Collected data
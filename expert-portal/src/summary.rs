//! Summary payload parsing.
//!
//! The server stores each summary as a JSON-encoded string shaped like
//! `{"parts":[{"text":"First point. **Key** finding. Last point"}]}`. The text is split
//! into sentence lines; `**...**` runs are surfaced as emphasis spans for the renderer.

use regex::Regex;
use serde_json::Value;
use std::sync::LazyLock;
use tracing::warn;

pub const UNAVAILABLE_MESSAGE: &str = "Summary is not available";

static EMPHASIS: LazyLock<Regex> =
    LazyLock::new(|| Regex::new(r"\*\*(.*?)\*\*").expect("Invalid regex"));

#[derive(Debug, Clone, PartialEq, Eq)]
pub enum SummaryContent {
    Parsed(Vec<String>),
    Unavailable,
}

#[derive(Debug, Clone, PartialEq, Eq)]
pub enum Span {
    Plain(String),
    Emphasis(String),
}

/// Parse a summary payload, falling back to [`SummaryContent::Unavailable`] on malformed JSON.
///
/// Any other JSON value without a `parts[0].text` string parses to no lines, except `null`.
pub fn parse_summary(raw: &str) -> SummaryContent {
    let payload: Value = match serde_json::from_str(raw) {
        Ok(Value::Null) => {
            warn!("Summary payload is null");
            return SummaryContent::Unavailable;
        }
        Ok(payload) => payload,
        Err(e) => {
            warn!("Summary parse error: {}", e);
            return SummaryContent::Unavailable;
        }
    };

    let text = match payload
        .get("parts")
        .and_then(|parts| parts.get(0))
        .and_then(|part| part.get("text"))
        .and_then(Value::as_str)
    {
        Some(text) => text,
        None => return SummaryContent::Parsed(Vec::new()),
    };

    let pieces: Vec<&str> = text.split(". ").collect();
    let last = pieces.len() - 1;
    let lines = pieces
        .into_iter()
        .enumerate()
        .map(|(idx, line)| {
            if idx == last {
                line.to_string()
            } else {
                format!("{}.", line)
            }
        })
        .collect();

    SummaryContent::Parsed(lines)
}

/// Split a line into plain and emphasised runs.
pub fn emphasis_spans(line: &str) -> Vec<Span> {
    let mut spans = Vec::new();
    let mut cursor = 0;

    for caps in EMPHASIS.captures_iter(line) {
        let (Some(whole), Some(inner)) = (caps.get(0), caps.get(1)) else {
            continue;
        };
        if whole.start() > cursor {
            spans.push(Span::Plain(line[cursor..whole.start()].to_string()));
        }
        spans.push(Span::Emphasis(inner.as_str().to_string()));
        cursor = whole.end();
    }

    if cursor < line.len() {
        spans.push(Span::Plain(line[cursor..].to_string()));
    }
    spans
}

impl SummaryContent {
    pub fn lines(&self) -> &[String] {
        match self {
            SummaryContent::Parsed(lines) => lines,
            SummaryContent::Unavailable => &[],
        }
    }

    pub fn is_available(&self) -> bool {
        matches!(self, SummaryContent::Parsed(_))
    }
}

Task item:
Each entry above needs to be output exactly.

Exercise result:
filename expert-portal/src/summary.rs
//! Summary payload parsing.
//!
//! The server stores each summary as a JSON-encoded string shaped like
//! `{"parts":[{"text":"First point. **Key** finding. Last point"}]}`. The text is split
//! into sentence lines; `**...**` runs are surfaced as emphasis spans for the renderer.

use regex::Regex;
use serde_json::Value;
use std::sync::LazyLock;
use tracing::warn;

pub const UNAVAILABLE_MESSAGE: &str = "Summary is not available";

static EMPHASIS: LazyLock<Regex> =
    LazyLock::new(|| Regex::new(r"\*\*(.*?)\*\*").expect("Invalid regex"));

#[derive(Debug, Clone, PartialEq, Eq)]
pub enum SummaryContent {
    Parsed(Vec<String>),
    Unavailable,
}

#[derive(Debug, Clone, PartialEq, Eq)]
pub enum Span {
    Plain(String),
    Emphasis(String),
}

/// Parse a summary payload, falling back to [`SummaryContent::Unavailable`] on malformed JSON.
///
/// Any other JSON value without a `parts[0].text` string parses to no lines, except `null`.
pub fn parse_summary(raw: &str) -> SummaryContent {
    let payload: Value = match serde_json::from_str(raw) {
        Ok(Value::Null) => {
            warn!("Summary payload is null");
            return SummaryContent::Unavailable;
        }
        Ok(payload) => payload,
        Err(e) => {
            warn!("Summary parse error: {}", e);
            return SummaryContent::Unavailable;
        }
    };

    let text = match payload
        .get("parts")
        .and_then(|parts| parts.get(0))
        .and_then(|part| part.get("text"))
        .and_then(Value::as_str)
    {
        Some(text) => text,
        None => return SummaryContent::Parsed(Vec::new()),
    };

    let pieces: Vec<&str> = text.split(". ").collect();
    let last = pieces.len() - 1;
    let lines = pieces
        .into_iter()
        .enumerate()
        .map(|(idx, line)| {
            if idx == last {
                line.to_string()
            } else {
                format!("{}.", line)
            }
        })
        .collect();

    SummaryContent::Parsed(lines)
}

/// Split a line into plain and emphasised runs.
pub fn emphasis_spans(line: &str) -> Vec<Span> {
    let mut spans = Vec::new();
    let mut cursor = 0;

    for caps in EMPHASIS.captures_iter(line) {
        let (Some(whole), Some(inner)) = (caps.get(0), caps.get(1)) else {
            continue;
        };
        if whole.start() > cursor {
            spans.push(Span::Plain(line[cursor..whole.start()].to_string()));
        }
        spans.push(Span::Emphasis(inner.as_str().to_string()));
        cursor = whole.end();
    }

    if cursor < line.len() {
        spans.push(Span::Plain(line[cursor..].to_string()));
    }
    spans
}

impl SummaryContent {
    pub fn lines(&self) -> &[String] {
        match self {
            SummaryContent::Parsed(lines) => lines,
            SummaryContent::Unavailable => &[],
        }
    }

    pub fn is_available(&self) -> bool {
        matches!(self, SummaryContent::Parsed(_))
    }
}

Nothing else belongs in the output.